The interplay between SLC6A4 and HTR1A genetic variants that may lead to antidepressant failure.

Abstract

The serotonin transporter (SLC6A4) and the serotonin autoreceptor (HTR1A) are two of the most extensively studied genes in the field of psychiatry, and their variants have been implicated in antidepressant response, specifically with selective serotonin reuptake inhibitors (SSRIs) which are widely regarded as the first-line medications for depression and anxiety. Variants of SLC6A4 and HTR1A have also been studied as risk factors for depression. In this retrospective study, we aim to investigate the relationship between all possible serotonin transporter (SLC6A4) and autoreceptor (HTR1A) variant expression combinations that may have contributed to the therapeutic failure of an SSRI and subsequent disability. In this study, we utilize data from a cohort of 302 European patients diagnosed with depression and/or anxiety who were referred to Personalized Prescribing Inc. (PPI) in 2022 as result of a mental health disability claim to determine whether statistical differences are present in this cohort as compared to general European population allele frequencies. Our data reveals the presence and relevance of significant differences in the presentation of SLC6A4 and HTR1A, specifically in a disability cohort, relative to the average European population. The SLC6A4 gene codes for the serotonin transporter; the SSRI drug target that aims to be blocked to prevent the recycling of serotonin, whereas the HTR1A plays an indirect role as an autoreceptor allowing serotonin levels to be maintained by the SSRI, as well as a direct role in modulating mood through post-synaptic serotonin interaction. This study has revealed statistically significant differences in the expression of these two genes together in increasing the likelihood of drug failure, specifically the presence of one or more G alleles at HTR1A rs6295 in combination with the SLC6A4 SS variant.

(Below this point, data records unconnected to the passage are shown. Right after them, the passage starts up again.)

//! Client error types
//!
//! Non-2xx responses come back in three shapes: a JSON body with `detail`,
//! a JSON body with `message`, or plain text. All of them collapse into
//! [`ClientError::Api`] with a single human-readable message.

use http::StatusCode;
use serde_json::Value;
use thiserror::Error;

/// Client error type
#[derive(Debug, Error)]
pub enum ClientError {
    /// Server answered with a non-2xx status
    #[error("{message}")]
    Api { status: u16, message: String },

    /// Request never completed (connect, timeout, body read)
    #[error("Network error: {0}")]
    Network(#[from] reqwest::Error),

    /// 2xx response whose body could not be parsed
    #[error("Invalid response: {0}")]
    InvalidResponse(String),

    /// Client could not be built
    #[error("Configuration error: {0}")]
    Config(String),
}

impl ClientError {
    /// Build the normalized error for a non-2xx response
    pub fn from_response(status: StatusCode, body: &str) -> Self {
        ClientError::Api {
            status: status.as_u16(),
            message: resolve_error_message(status, body),
        }
    }

    /// HTTP status code, where available
    pub fn status(&self) -> Option<u16> {
        match self {
            ClientError::Api { status, .. } => Some(*status),
            ClientError::Network(e) => e.status().map(|s| s.as_u16()),
            ClientError::InvalidResponse(_) | ClientError::Config(_) => None,
        }
    }

    /// Human-readable message
    pub fn message(&self) -> String {
        match self {
            ClientError::Api { message, .. } => message.clone(),
            other => other.to_string(),
        }
    }

    pub fn is_not_found(&self) -> bool {
        self.status() == Some(StatusCode::NOT_FOUND.as_u16())
    }
}

/// Result type for client operations
pub type ClientResult<T> = Result<T, ClientError>;

/// Resolve the message of a failed response.
///
/// Order: `detail` field, `message` field, raw body text, then
/// `HTTP <status> <reason>`.
pub fn resolve_error_message(status: StatusCode, body: &str) -> String {
    if let Ok(Value::Object(fields)) = serde_json::from_str::<Value>(body) {
        for key in ["detail", "message"] {
            if let Some(text) = fields.get(key).and_then(field_text) {
                return text;
            }
        }
    }

    let text = body.trim();
    if !text.is_empty() {
        return text.to_string();
    }

    match status.canonical_reason() {
        Some(reason) => format!("HTTP {} {}", status.as_u16(), reason),
        None => format!("HTTP {}", status.as_u16()),
    }
}

fn field_text(value: &Value) -> Option<String> {
    match value {
        Value::Null => None,
        Value::String(s) if s.trim().is_empty() => None,
        Value::String(s) => Some(s.clone()),
        // e.g. validation errors reported as a list
        other => Some(other.to_string()),
    }
}

#[cfg(test)]
mod tests {
    use super::*;

    #[test]
    fn test_detail_wins() {
        let msg = resolve_error_message(
            StatusCode::BAD_REQUEST,
            r#"{"detail": "insufficient stock", "message": "ignored"}"#,
        );
        assert_eq!(msg, "insufficient stock");
    }

    #[test]
    fn test_message_field() {
        let msg = resolve_error_message(
            StatusCode::INTERNAL_SERVER_ERROR,
            r#"{"message": "database is locked"}"#,
        );
        assert_eq!(msg, "database is locked");
    }

    #[test]
    fn test_plain_text_body() {
        let msg = resolve_error_message(StatusCode::BAD_GATEWAY, "upstream unavailable\n");
        assert_eq!(msg, "upstream unavailable");
    }

    #[test]
    fn test_json_without_known_fields_uses_body() {
        let msg = resolve_error_message(StatusCode::BAD_REQUEST, r#"{"error":"x"}"#);
        assert_eq!(msg, r#"{"error":"x"}"#);
    }

    #[test]
    fn test_empty_body_synthesizes_status_line() {
        assert_eq!(
            resolve_error_message(StatusCode::SERVICE_UNAVAILABLE, ""),
            "HTTP 503 Service Unavailable"
        );
        assert_eq!(
            resolve_error_message(StatusCode::from_u16(599).unwrap(), "  "),
            "HTTP 599"
        );
    }

    #[test]
    fn test_structured_detail_is_stringified() {
        let msg = resolve_error_message(
            StatusCode::UNPROCESSABLE_ENTITY,
            r#"{"detail": [{"loc": ["body", "quantity"], "msg": "too small"}]}"#,
        );
        assert!(msg.contains("too small"));
    }

    #[test]
    fn test_null_detail_falls_through() {
        let msg = resolve_error_message(
            StatusCode::BAD_REQUEST,
            r#"{"detail": null, "message": "bad input"}"#,
        );
        assert_eq!(msg, "bad input");
    }

    #[test]
    fn test_api_error_accessors() {
        let err = ClientError::from_response(StatusCode::NOT_FOUND, r#"{"detail":"Dish not found"}"#);
        assert_eq!(err.status(), Some(404));
        assert_eq!(err.message(), "Dish not found");
        assert_eq!(err.to_string(), "Dish not found");
        assert!(err.is_not_found());
    }
}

The most significantly overrepresented combination in this cohort of patients suffering from depression and anxiety that have failed to achieve adequate symptom remission on previous SSRI trials is HTR1A rs6295 GG-SLC6A4 SS which is overrepresented in this study by over 74% at a p-value well below 0.01. Genotyping anti-depressant drug targets may play an important role in optimizing anti-depressant drug response and research developments for future therapies.